* [Data for the task]:
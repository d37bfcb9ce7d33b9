//! Workflow executions: one run of a workflow id
//!
//! A [`WorkflowExecution`] owns its [`History`]. Status is derived from that
//! history and moves monotonically from `Running` to exactly one terminal
//! status; nothing leaves a terminal status.

use crate::{
    EventKind, ExecutionKey, Failure, History, HistoryEvent, Payload, TaskQueueName, TimeoutType,
    WorkflowError, WorkflowResult, WorkflowType,
};
use chrono::{DateTime, Utc};
use serde::{Deserialize, Serialize};
use std::time::Duration;

// ── Status ───────────────────────────────────────────────────────────

/// The lifecycle status of a workflow execution
#[derive(Clone, Copy, Debug, PartialEq, Eq, Hash, Serialize, Deserialize)]
pub enum WorkflowStatus {
    Running,
    Completed,
    Failed,
    TimedOut,
    /// Cancellation was requested and the logic accepted it
    Cancelled,
    /// Closed forcibly without running the logic
    Terminated,
}

impl WorkflowStatus {
    pub fn is_terminal(&self) -> bool {
        !matches!(self, Self::Running)
    }
}

impl std::fmt::Display for WorkflowStatus {
    fn fmt(&self, f: &mut std::fmt::Formatter<'_>) -> std::fmt::Result {
        let name = match self {
            Self::Running => "running",
            Self::Completed => "completed",
            Self::Failed => "failed",
            Self::TimedOut => "timed_out",
            Self::Cancelled => "cancelled",
            Self::Terminated => "terminated",
        };
        f.write_str(name)
    }
}

/// Reference from a child execution back to the parent that started it
#[derive(Clone, Debug, PartialEq, Eq, Serialize, Deserialize)]
pub struct ParentInfo {
    pub key: ExecutionKey,
    pub workflow_type: WorkflowType,
    /// Sequence number of the start-child call inside the parent
    pub seq: u64,
}

// ── Execution ────────────────────────────────────────────────────────

/// One run of a workflow
#[derive(Clone, Debug, Serialize, Deserialize)]
pub struct WorkflowExecution {
    pub key: ExecutionKey,
    pub workflow_type: WorkflowType,
    pub task_queue: TaskQueueName,
    pub input: Payload,
    pub status: WorkflowStatus,
    #[serde(skip_serializing_if = "Option::is_none")]
    pub result: Option<Payload>,
    #[serde(skip_serializing_if = "Option::is_none")]
    pub failure: Option<Failure>,
    #[serde(skip_serializing_if = "Option::is_none")]
    pub parent: Option<ParentInfo>,
    #[serde(skip_serializing_if = "Option::is_none")]
    pub execution_timeout: Option<Duration>,
    pub cancel_requested: bool,
    pub started_at: DateTime<Utc>,
    #[serde(skip_serializing_if = "Option::is_none")]
    pub closed_at: Option<DateTime<Utc>>,
    pub history: History,
}

impl WorkflowExecution {
    /// Create a running execution and record its `WorkflowExecutionStarted` event
    pub fn start(
        key: ExecutionKey,
        workflow_type: WorkflowType,
        task_queue: TaskQueueName,
        input: Payload,
        parent: Option<ParentInfo>,
        execution_timeout: Option<Duration>,
    ) -> Self {
        let mut history = History::new();
        let started_at = history
            .append(EventKind::WorkflowExecutionStarted {
                workflow_type: workflow_type.clone(),
                workflow_id: key.workflow_id.clone(),
                task_queue: task_queue.clone(),
                input: input.clone(),
                parent: parent.clone(),
                execution_timeout,
            })
            .timestamp;
        Self {
            key,
            workflow_type,
            task_queue,
            input,
            status: WorkflowStatus::Running,
            result: None,
            failure: None,
            parent,
            execution_timeout,
            cancel_requested: false,
            started_at,
            closed_at: None,
            history,
        }
    }

    /// Rebuild an execution from a persisted history
    pub fn from_history(run_id: crate::RunId, history: History) -> WorkflowResult<Self> {
        let started = history
            .started()
            .ok_or_else(|| WorkflowError::HistoryCorrupted("missing start event".into()))?;
        let EventKind::WorkflowExecutionStarted {
            workflow_type,
            workflow_id,
            task_queue,
            input,
            parent,
            execution_timeout,
        } = started.kind.clone()
        else {
            return Err(WorkflowError::HistoryCorrupted("missing start event".into()));
        };

        let mut execution = Self {
            key: ExecutionKey::new(workflow_id, run_id),
            workflow_type,
            task_queue,
            input,
            status: WorkflowStatus::Running,
            result: None,
            failure: None,
            parent,
            execution_timeout,
            cancel_requested: false,
            started_at: started.timestamp,
            closed_at: None,
            history: History::new(),
        };
        execution.cancel_requested = history
            .events()
            .iter()
            .any(|e| matches!(e.kind, EventKind::CancelRequested { .. }));
        if let Some(terminal) = history.terminal() {
            execution.apply_close(&terminal.kind, terminal.timestamp)?;
        }
        execution.history = history;
        Ok(execution)
    }

    // ── State transitions ────────────────────────────────────────────

    /// Append a non-terminal event
    pub fn record(&mut self, kind: EventKind) -> WorkflowResult<&HistoryEvent> {
        if self.status.is_terminal() {
            return Err(WorkflowError::NotRunning(self.key.clone()));
        }
        if kind.terminal_status().is_some() {
            return self.close(kind);
        }
        if matches!(kind, EventKind::CancelRequested { .. }) {
            self.cancel_requested = true;
        }
        Ok(self.history.append(kind))
    }

    /// Append a terminal event and move to its status
    pub fn close(&mut self, kind: EventKind) -> WorkflowResult<&HistoryEvent> {
        let now = Utc::now();
        self.apply_close(&kind, now)?;
        Ok(self.history.append_at(kind, now))
    }

    fn apply_close(&mut self, kind: &EventKind, at: DateTime<Utc>) -> WorkflowResult<()> {
        let to = kind.terminal_status().ok_or_else(|| {
            WorkflowError::InvalidTransition(format!("{} is not a terminal event", kind.name()))
        })?;
        if self.status.is_terminal() {
            return Err(WorkflowError::InvalidTransition(format!(
                "{}: {} -> {}",
                self.key, self.status, to
            )));
        }
        match kind {
            EventKind::WorkflowExecutionCompleted { result } => self.result = Some(result.clone()),
            EventKind::WorkflowExecutionFailed { failure }
            | EventKind::WorkflowExecutionCancelled { failure } => {
                self.failure = Some(failure.clone())
            }
            EventKind::WorkflowExecutionTimedOut => {
                self.failure = Some(Failure::timeout(TimeoutType::WorkflowExecution))
            }
            EventKind::WorkflowExecutionTerminated { reason } => {
                self.failure = Some(Failure::terminated(reason.clone()))
            }
            _ => {}
        }
        self.status = to;
        self.closed_at = Some(at);
        Ok(())
    }

    // ── Query methods ────────────────────────────────────────────────

    pub fn is_running(&self) -> bool {
        self.status == WorkflowStatus::Running
    }

    /// Result or failure, once the execution has closed
    pub fn outcome(&self) -> Option<Result<Payload, Failure>> {
        match self.status {
            WorkflowStatus::Running => None,
            WorkflowStatus::Completed => Some(Ok(self.result.clone().unwrap_or(Payload::Null))),
            _ => Some(Err(self
                .failure
                .clone()
                .unwrap_or_else(|| Failure::terminated("closed without a recorded failure")))),
        }
    }

    pub fn info(&self) -> ExecutionInfo {
        ExecutionInfo {
            key: self.key.clone(),
            workflow_type: self.workflow_type.clone(),
            task_queue: self.task_queue.clone(),
            status: self.status,
            parent: self.parent.as_ref().map(|p| p.key.clone()),
            cancel_requested: self.cancel_requested,
            started_at: self.started_at,
            closed_at: self.closed_at,
            history_length: self.history.len(),
            failure: self.failure.clone(),
        }
    }
}

/// Snapshot of an execution without its history
#[derive(Clone, Debug, PartialEq, Serialize, Deserialize)]
pub struct ExecutionInfo {
    pub key: ExecutionKey,
    pub workflow_type: WorkflowType,
    pub task_queue: TaskQueueName,
    pub status: WorkflowStatus,
    pub parent: Option<ExecutionKey>,
    pub cancel_requested: bool,
    pub started_at: DateTime<Utc>,
    pub closed_at: Option<DateTime<Utc>>,
    pub history_length: usize,
    pub failure: Option<Failure>,
}
//! Workflow start options

use crate::{TaskQueueName, WorkflowId, WorkflowStatus};
use serde::{Deserialize, Serialize};
use std::time::Duration;

/// Whether a workflow id whose previous run has closed may be started again.
///
/// A running execution always blocks a new start, whatever the policy.
#[derive(Clone, Copy, Debug, Default, PartialEq, Eq, Serialize, Deserialize)]
pub enum WorkflowIdReusePolicy {
    #[default]
    AllowDuplicate,
    /// Only when the previous run did not complete successfully
    AllowDuplicateFailedOnly,
    RejectDuplicate,
}

impl WorkflowIdReusePolicy {
    /// Whether a new run may follow a closed run with `previous` status.
    pub fn allows_reuse_after(&self, previous: WorkflowStatus) -> bool {
        match self {
            Self::AllowDuplicate => true,
            Self::AllowDuplicateFailedOnly => previous != WorkflowStatus::Completed,
            Self::RejectDuplicate => false,
        }
    }
}

/// Options for a client-initiated workflow start
#[derive(Clone, Debug, PartialEq, Serialize, Deserialize)]
pub struct StartWorkflowOptions {
    pub workflow_id: WorkflowId,
    pub task_queue: TaskQueueName,
    #[serde(default, skip_serializing_if = "Option::is_none")]
    pub execution_timeout: Option<Duration>,
    #[serde(default)]
    pub id_reuse_policy: WorkflowIdReusePolicy,
}

impl StartWorkflowOptions {
    pub fn new(workflow_id: impl Into<WorkflowId>, task_queue: impl Into<TaskQueueName>) -> Self {
        Self {
            workflow_id: workflow_id.into(),
            task_queue: task_queue.into(),
            execution_timeout: None,
            id_reuse_policy: WorkflowIdReusePolicy::default(),
        }
    }

    pub fn execution_timeout(mut self, timeout: Duration) -> Self {
        self.execution_timeout = Some(timeout);
        self
    }

    pub fn id_reuse_policy(mut self, policy: WorkflowIdReusePolicy) -> Self {
        self.id_reuse_policy = policy;
        self
    }
}

#[cfg(test)]
mod tests {
    use super::*;

    #[test]
    fn failed_only_policy_rejects_after_success() {
        let policy = WorkflowIdReusePolicy::AllowDuplicateFailedOnly;
        assert!(!policy.allows_reuse_after(WorkflowStatus::Completed));
        assert!(policy.allows_reuse_after(WorkflowStatus::Failed));
        assert!(policy.allows_reuse_after(WorkflowStatus::TimedOut));
        assert!(!WorkflowIdReusePolicy::RejectDuplicate.allows_reuse_after(WorkflowStatus::Failed));
    }
}
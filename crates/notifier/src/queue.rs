//! Redis-backed delivery queue.
//!
//! Jobs are serialized with their retry policy and `LPUSH`ed onto a per-job
//! list; the worker `BRPOP`s from the other end, so execution order follows
//! enqueue order.

use async_trait::async_trait;
use redis::AsyncCommands;
use redis::aio::ConnectionManager;
use serde::{Deserialize, Serialize};

use herald_common::error::AppError;
use herald_engine::delivery::{DeliveryQueue, RetryPolicy};

/// Redis list holding the jobs enqueued under `job`.
pub fn queue_key(job: &str) -> String {
    format!("notification:queue:{job}")
}

/// A job as it sits in the queue: name, payload, and the policy the consumer
/// honors.
#[derive(Debug, Clone, PartialEq, Serialize, Deserialize)]
pub struct QueuedJob {
    pub job: String,
    pub payload: serde_json::Value,
    pub policy: RetryPolicy,
}

/// Durable queue client over a shared Redis connection.
pub struct RedisDeliveryQueue {
    redis: ConnectionManager,
}

impl RedisDeliveryQueue {
    pub fn new(redis: ConnectionManager) -> Self {
        Self { redis }
    }
}

#[async_trait]
impl DeliveryQueue for RedisDeliveryQueue {
    async fn enqueue(
        &self,
        job: &str,
        payload: serde_json::Value,
        policy: RetryPolicy,
    ) -> Result<(), AppError> {
        let entry = serde_json::to_string(&QueuedJob {
            job: job.to_string(),
            payload,
            policy,
        })?;

        let mut conn = self.redis.clone();
        conn.lpush::<_, _, ()>(queue_key(job), entry).await?;

        tracing::debug!(job, "Job enqueued");
        Ok(())
    }
}

#[cfg(test)]
mod tests {
    use super::*;
    use herald_engine::delivery::JOB_DONE_NOTIFICATIONS;

    #[test]
    fn test_queue_key_format() {
        assert_eq!(
            queue_key(JOB_DONE_NOTIFICATIONS),
            "notification:queue:doneNotifications"
        );
    }

    #[test]
    fn test_queued_job_round_trips_with_policy() {
        let job = QueuedJob {
            job: JOB_DONE_NOTIFICATIONS.to_string(),
            payload: serde_json::json!({"id": "id-1"}),
            policy: RetryPolicy::live_delivery(),
        };

        let entry = serde_json::to_string(&job).unwrap();
        let decoded: QueuedJob = serde_json::from_str(&entry).unwrap();
        assert_eq!(decoded, job);
        assert_eq!(decoded.policy.attempts, 5);
        assert_eq!(decoded.policy.backoff_ms, 5000);
    }
}
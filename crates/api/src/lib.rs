pub mod routes;
pub mod state;
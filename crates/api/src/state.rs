//! Shared application state for the Axum API server.

use std::sync::Arc;

use herald_engine::dispatch::DispatchEngine;

/// Application state shared across all route handlers via Axum `State`.
#[derive(Clone)]
pub struct AppState {
    pub engine: Arc<DispatchEngine>,
}

impl AppState {
    pub fn new(engine: Arc<DispatchEngine>) -> Self {
        Self { engine }
    }
}
use axum::Json;
use axum::http::StatusCode;
use axum::response::{IntoResponse, Response};
use serde_json::json;
use thiserror::Error;

/// Common error types used across the application.
///
/// `EmptyBatch` and `BadEvent` are expected, recoverable conditions reported
/// to the caller as results; nothing here is fatal to the process.
#[derive(Debug, Error)]
pub enum AppError {
    #[error("Empty batch: at least one event is required")]
    EmptyBatch,

    #[error("Bad event: {0}")]
    BadEvent(String),

    #[error("Corrupt record: {0}")]
    CorruptRecord(String),

    #[error("Not found: {0}")]
    NotFound(String),

    #[error("Redis error: {0}")]
    Redis(#[from] redis::RedisError),

    #[error("Serialization error: {0}")]
    Serialization(#[from] serde_json::Error),

    #[error("Queue error: {0}")]
    Queue(String),

    #[error("Mail error: {0}")]
    Mail(String),

    #[error("Configuration error: {0}")]
    Config(String),

    #[error("Internal error: {0}")]
    Internal(String),
}

impl IntoResponse for AppError {
    fn into_response(self) -> Response {
        let (status, message) = match &self {
            AppError::EmptyBatch => (StatusCode::BAD_REQUEST, self.to_string()),
            AppError::BadEvent(msg) => (StatusCode::UNPROCESSABLE_ENTITY, msg.clone()),
            AppError::CorruptRecord(msg) => (StatusCode::INTERNAL_SERVER_ERROR, msg.clone()),
            AppError::NotFound(msg) => (StatusCode::NOT_FOUND, msg.clone()),
            AppError::Redis(_) => (StatusCode::INTERNAL_SERVER_ERROR, self.to_string()),
            AppError::Serialization(_) => (StatusCode::INTERNAL_SERVER_ERROR, self.to_string()),
            AppError::Queue(msg) => (StatusCode::INTERNAL_SERVER_ERROR, msg.clone()),
            AppError::Mail(msg) => (StatusCode::INTERNAL_SERVER_ERROR, msg.clone()),
            AppError::Config(msg) => (StatusCode::INTERNAL_SERVER_ERROR, msg.clone()),
            AppError::Internal(msg) => (StatusCode::INTERNAL_SERVER_ERROR, msg.clone()),
        };

        let body = json!({ "error": message });
        (status, Json(body)).into_response()
    }
}
//! Notification record builder.
//!
//! Assembles the persisted representation of one live notification from an
//! event plus synthesized text. Id generation sits behind [`IdSource`] so
//! tests can inject a deterministic sequence.

use std::sync::Arc;

use chrono::Utc;
use uuid::Uuid;

use herald_common::types::{ActionEvent, NotificationRecord, NotificationStatus};

/// Source of fresh record ids.
///
/// Ids must be unique for the store's lifetime; time-ordered ids keep the
/// store scannable in creation order without coordination.
pub trait IdSource: Send + Sync {
    fn next_id(&self) -> String;
}

/// Production id source: UUIDv7 (millisecond timestamp prefix + random
/// suffix).
pub struct UuidV7Source;

impl IdSource for UuidV7Source {
    fn next_id(&self) -> String {
        Uuid::now_v7().to_string()
    }
}

/// Builds [`NotificationRecord`]s with fresh ids.
pub struct RecordBuilder {
    ids: Arc<dyn IdSource>,
}

impl RecordBuilder {
    pub fn new(ids: Arc<dyn IdSource>) -> Self {
        Self { ids }
    }

    /// Build a record for one recipient of an event. Status starts at `New`.
    pub fn build(
        &self,
        event: &ActionEvent,
        recipient: &str,
        counterpart: &str,
        text: &str,
    ) -> NotificationRecord {
        NotificationRecord {
            id: self.ids.next_id(),
            course_id: event.course_id.clone(),
            course_name: event.course_name.clone(),
            to: recipient.to_string(),
            from: counterpart.to_string(),
            action: event.action,
            text: text.to_string(),
            status: NotificationStatus::New,
            created_at: Utc::now(),
        }
    }
}

impl Default for RecordBuilder {
    fn default() -> Self {
        Self::new(Arc::new(UuidV7Source))
    }
}

#[cfg(test)]
mod tests {
    use super::*;
    use std::sync::atomic::{AtomicU64, Ordering};

    use herald_common::types::CourseAction;

    /// Deterministic id source for tests: "id-1", "id-2", ...
    pub struct SequenceIdSource(AtomicU64);

    impl SequenceIdSource {
        pub fn new() -> Self {
            Self(AtomicU64::new(0))
        }
    }

    impl IdSource for SequenceIdSource {
        fn next_id(&self) -> String {
            format!("id-{}", self.0.fetch_add(1, Ordering::SeqCst) + 1)
        }
    }

    fn make_event() -> ActionEvent {
        ActionEvent {
            course_id: "course-1".to_string(),
            course_name: "math".to_string(),
            action: CourseAction::Register,
            student: "Noah".to_string(),
            professor: "Arrow".to_string(),
            outcome_accepted: true,
            preferences: vec![],
        }
    }

    #[test]
    fn test_build_copies_event_fields() {
        let builder = RecordBuilder::new(Arc::new(SequenceIdSource::new()));
        let record = builder.build(&make_event(), "Noah", "Arrow", "hello");

        assert_eq!(record.id, "id-1");
        assert_eq!(record.course_id, "course-1");
        assert_eq!(record.course_name, "math");
        assert_eq!(record.to, "Noah");
        assert_eq!(record.from, "Arrow");
        assert_eq!(record.action, CourseAction::Register);
        assert_eq!(record.text, "hello");
        assert_eq!(record.status, NotificationStatus::New);
    }

    #[test]
    fn test_ids_are_fresh_per_record() {
        let builder = RecordBuilder::new(Arc::new(SequenceIdSource::new()));
        let event = make_event();
        let a = builder.build(&event, "Noah", "Arrow", "");
        let b = builder.build(&event, "Arrow", "Noah", "");
        assert_ne!(a.id, b.id);
    }

    #[test]
    fn test_uuid_v7_ids_are_unique() {
        let source = UuidV7Source;
        let a = source.next_id();
        let b = source.next_id();
        assert_ne!(a, b);
    }
}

* [Exercise prompt]:
Every line holding the word "Copy" should be copied out of the records above.

* [Exercise response]:
#[derive(Clone, Copy, Debug, PartialEq, Eq, Hash, Serialize, Deserialize)]
#[derive(Clone, Copy, Debug, Default, PartialEq, Eq, Serialize, Deserialize)]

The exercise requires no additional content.